Your videos about text mining with rapid miner is really good, but i am from China and it is difficult to access youtube since it is blocked in China. Would you please share these videos with me? my gmail account is zhxupc@gmail.com.

Thanks,
Xiao
ReplyDelete
Replies
Neil PatelMarch 8, 2012 at 7:11 PM
So I was trying to do the association learning example on wikipedia with the bread, butter, milk and beer example set and I got it to work..just not by using excel as my imported data source. I had to create 5 different text files with each customer's grocery list. When I tried to create a table in excel (first column=customer's name, second column- sale1, third column sale2, fourth column sale 3, fifth column sale4 | First row= labels, Rows 2-6 are each customer's sales) I could not create a binary table of true and false values in rapidminer. I think I was able to import my data correctly because when i put a break point after the process documents operator and examined it, it looked exactly like how it looks in excel. I was wondering if you could do it perhaps tell me what i'm doing wrong. The only thing I can think of is that i'm splitting up the data in excel across too many columns.
Kindest,

Neil P
ReplyDelete
Replies
JulianApril 5, 2012 at 7:00 PM
Hi, your videos are great.
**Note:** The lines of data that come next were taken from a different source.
//! Batch normalization over many files with configurable parallelism.
//!
//! This module sits "above" [`crate::ingestion`] and provides:
//!
//! - Directory scanning for candidate files ([`scan_directory`])
//! - Parallel normalization on a dedicated `rayon` pool, throttled by in-flight file count
//! - Real-time metrics + observer hooks for monitoring
//!
//! Every file gets its own [`FileOutcome`]; a failing file never aborts the batch.

mod observer;
mod semaphore;

use std::borrow::Borrow;
use std::io;
use std::path::{Path, PathBuf};
use std::sync::Arc;
use std::time::Instant;

use rayon::prelude::*;
use rayon::{ThreadPool, ThreadPoolBuildError, ThreadPoolBuilder};
use tracing::debug;
use walkdir::WalkDir;

use crate::error::{IngestionFailure, NormalizeError};
use crate::ingestion::{normalize_with_options, NormalizeOptions, SourceFormat};
use crate::types::{NormalizedTable, RawFile};

pub use observer::{BatchEvent, BatchMetrics, BatchMetricsSnapshot, BatchObserver, StdErrBatchObserver};

use semaphore::Semaphore;

/// Configuration for the [`BatchEngine`].
#[derive(Debug, Clone)]
pub struct BatchOptions {
    /// Number of worker threads used by the engine.
    ///
    /// If `None`, uses the platform's available parallelism.
    pub num_threads: Option<usize>,
    /// Upper bound on files being decoded at the same time.
    ///
    /// Each in-flight file holds its whole byte buffer, so this bounds peak memory.
    pub max_in_flight_files: usize,
}

impl Default for BatchOptions {
    fn default() -> Self {
        let n = available_threads();
        Self {
            num_threads: Some(n),
            max_in_flight_files: n,
        }
    }
}

/// Result of normalizing one file in a batch.
#[derive(Debug)]
pub struct FileOutcome {
    pub path: PathBuf,
    pub size_bytes: u64,
    pub result: Result<NormalizedTable, IngestionFailure>,
}

impl FileOutcome {
    pub fn is_ok(&self) -> bool {
        self.result.is_ok()
    }

    pub fn table(&self) -> Option<&NormalizedTable> {
        self.result.as_ref().ok()
    }

    pub fn failure(&self) -> Option<&IngestionFailure> {
        self.result.as_ref().err()
    }
}

/// Normalizes batches of files on a dedicated thread pool.
pub struct BatchEngine {
    pool: ThreadPool,
    opts: BatchOptions,
    normalize: NormalizeOptions,
    observer: Option<Arc<dyn BatchObserver>>,
    metrics: Arc<BatchMetrics>,
}

impl BatchEngine {
    /// Create a new engine with the given options.
    ///
    /// `num_threads == Some(0)` and `max_in_flight_files == 0` are treated as one.
    pub fn new(opts: BatchOptions) -> Result<Self, ThreadPoolBuildError> {
        let n_threads = opts.num_threads.unwrap_or_else(available_threads).max(1);
        let pool = ThreadPoolBuilder::new().num_threads(n_threads).build()?;

        Ok(Self {
            pool,
            opts,
            normalize: NormalizeOptions::default(),
            observer: None,
            metrics: Arc::new(BatchMetrics::new()),
        })
    }

    /// Options passed to every per-file [`normalize_with_options`] call.
    pub fn with_normalize_options(mut self, options: NormalizeOptions) -> Self {
        self.normalize = options;
        self
    }

    /// Attach an observer for batch events (metrics/logging).
    pub fn with_observer(mut self, observer: Arc<dyn BatchObserver>) -> Self {
        self.observer = Some(observer);
        self
    }

    /// Get a handle to real-time batch metrics.
    pub fn metrics(&self) -> Arc<BatchMetrics> {
        Arc::clone(&self.metrics)
    }

    /// Normalize files already in memory. Outcomes are returned in input order.
    pub fn normalize_all(&self, files: &[RawFile]) -> Vec<FileOutcome> {
        self.run(files.len(), |sem| {
            files
                .par_iter()
                .map(|raw| self.throttled(sem, raw.path(), || Ok(raw)))
                .collect()
        })
    }

    /// Read and normalize files from disk. Outcomes are returned in input order.
    ///
    /// A file that cannot be read becomes a failure of kind [`crate::error::FailureKind::Io`].
    pub fn normalize_paths(&self, paths: &[PathBuf]) -> Vec<FileOutcome> {
        self.run(paths.len(), |sem| {
            paths
                .par_iter()
                .map(|path| self.throttled(sem, path, || RawFile::from_path(path)))
                .collect()
        })
    }

    /// Scan `dir` for candidate files and normalize them.
    pub fn inspect_directory(&self, dir: impl AsRef<Path>, recursive: bool) -> io::Result<Vec<FileOutcome>> {
        let paths = scan_directory(dir, recursive)?;
        Ok(self.normalize_paths(&paths))
    }

    fn run<F>(&self, files: usize, body: F) -> Vec<FileOutcome>
    where
        F: FnOnce(&Semaphore) -> Vec<FileOutcome> + Send,
    {
        let start = Instant::now();
        self.metrics.begin_run();
        self.emit(BatchEvent::RunStarted { files });

        let sem = Semaphore::new(self.opts.max_in_flight_files);
        let out = self.pool.install(|| body(&sem));

        self.metrics.end_run(start.elapsed());
        self.emit(BatchEvent::RunFinished {
            elapsed: start.elapsed(),
            metrics: self.metrics.snapshot(),
        });
        debug!(files, elapsed = ?start.elapsed(), "batch finished");
        out
    }

    fn throttled<T, L>(&self, sem: &Semaphore, path: &Path, load: L) -> FileOutcome
    where
        T: Borrow<RawFile>,
        L: FnOnce() -> io::Result<T>,
    {
        let (_permit, waited) = sem.guard();
        if !waited.is_zero() {
            self.metrics.on_throttle_wait(waited);
            self.emit(BatchEvent::ThrottleWaited { duration: waited });
        }
        self.emit(BatchEvent::FileStarted {
            path: path.to_path_buf(),
        });

        let (size_bytes, result) = match load() {
            Ok(raw) => {
                let raw: &RawFile = raw.borrow();
                let size = raw.size_bytes();
                self.metrics.on_file_start(size);
                (size, normalize_with_options(raw, &self.normalize))
            }
            Err(e) => {
                self.metrics.on_file_start(0);
                (0, Err(IngestionFailure::new(path, NormalizeError::Io(e))))
            }
        };

        match &result {
            Ok(table) => {
                let degraded = table.quality().is_degraded();
                self.metrics.on_file_end(true, degraded);
                self.emit(BatchEvent::FileNormalized {
                    path: path.to_path_buf(),
                    rows: table.row_count(),
                    degraded,
                });
            }
            Err(failure) => {
                self.metrics.on_file_end(false, false);
                self.emit(BatchEvent::FileFailed {
                    path: path.to_path_buf(),
                    kind: failure.kind(),
                });
            }
        }

        FileOutcome {
            path: path.to_path_buf(),
            size_bytes,
            result,
        }
    }

    fn emit(&self, event: BatchEvent) {
        if let Some(obs) = &self.observer {
            obs.on_event(&event);
        }
    }
}

/// List candidate files (`csv`, `xls`, `xlsx`, any case) under `dir`, sorted by path.
///
/// With `recursive == false` only direct children are listed. A `dir` that is not a
/// directory is an I/O error.
pub fn scan_directory(dir: impl AsRef<Path>, recursive: bool) -> io::Result<Vec<PathBuf>> {
    let dir = dir.as_ref();
    if !dir.is_dir() {
        return Err(io::Error::new(
            io::ErrorKind::NotADirectory,
            format!("not a directory: {}", dir.display()),
        ));
    }

    let walker = WalkDir::new(dir)
        .follow_links(false)
        .max_depth(if recursive { usize::MAX } else { 1 });

    let mut out = Vec::new();
    for entry in walker {
        let entry = entry?;
        if !entry.file_type().is_file() {
            continue;
        }
        let supported = entry
            .path()
            .extension()
            .and_then(|e| e.to_str())
            .and_then(SourceFormat::from_extension)
            .is_some();
        if supported {
            out.push(entry.into_path());
        }
    }
    out.sort();
    Ok(out)
}

fn available_threads() -> usize {
    std::thread::available_parallelism().map(|n| n.get()).unwrap_or(1)
}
I was wondering if you have any idea how to combine Google Analytics reports with text mining techniques that you present here. Thanks!
ReplyDelete
Replies
AnonymousApril 18, 2012 at 12:59 PM
Hi, your videos are a great resource.. I'm working on Sentiment Analysis, where I have a text/sentence which is labeled as positive, negative, mediocre, in CSV format.. I'm applying Process document(transform case, tokenize, stopwords, stemming, and n-gram) --> X-validation -->Using Naive Bayes -->Apply model -->Performance(classification)..
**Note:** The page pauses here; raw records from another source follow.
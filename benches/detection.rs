//! Detection and end-to-end normalization throughput on synthetic exports.

use criterion::{black_box, criterion_group, criterion_main, Criterion, Throughput};

use tabular_normalizer::detection::{detect_encoding, sniff_dialect, DEFAULT_SAMPLE_LINES};
use tabular_normalizer::ingestion::{normalize_bytes, NormalizeOptions, SourceFormat};

/// Latin-1 bank export: two metadata lines, then `rows` semicolon-separated records.
fn latin1_export(rows: usize) -> Vec<u8> {
    let mut out = b"Export des op\xe9rations\nCompte : 0042\nDate;Libell\xe9;Montant;Devise\n".to_vec();
    for i in 0..rows {
        out.extend_from_slice(format!("{:02}/01/2024;", i % 28 + 1).as_bytes());
        out.extend_from_slice(b"Pr\xe9l\xe8vement \xab abonnement \xbb;");
        out.extend_from_slice(format!("-{}.{:02};EUR\n", i % 500, i % 100).as_bytes());
    }
    out
}

fn bench_detectors(c: &mut Criterion) {
    let data = latin1_export(10_000);

    let mut group = c.benchmark_group("detectors");
    group.throughput(Throughput::Bytes(data.len() as u64));

    group.bench_function("detect_encoding", |b| {
        b.iter(|| detect_encoding(black_box(&data)).unwrap())
    });

    let text: String = data.iter().map(|&b| b as char).collect();
    group.bench_function("sniff_dialect", |b| {
        b.iter(|| sniff_dialect(black_box(&text), DEFAULT_SAMPLE_LINES).unwrap())
    });

    group.finish();
}

fn bench_normalize(c: &mut Criterion) {
    let options = NormalizeOptions::default();

    let mut group = c.benchmark_group("normalize_csv");
    group.sample_size(20);
    for rows in [1_000, 50_000] {
        let data = latin1_export(rows);
        group.throughput(Throughput::Bytes(data.len() as u64));
        group.bench_function(format!("{rows}_rows"), |b| {
            b.iter(|| normalize_bytes(black_box(&data), SourceFormat::Csv, &options).unwrap())
        });
    }
    group.finish();
}

criterion_group!(benches, bench_detectors, bench_normalize);
criterion_main!(benches);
My problem is that the above process gives me the prediction, whereas I'd like to get the probability distribution of text given category.. Is there any other operator that I can use to calculate probability distribution for each category(positive, negative, mediocre).. Also, the cross entropy and log loss measures of performance, I'm getting infinite..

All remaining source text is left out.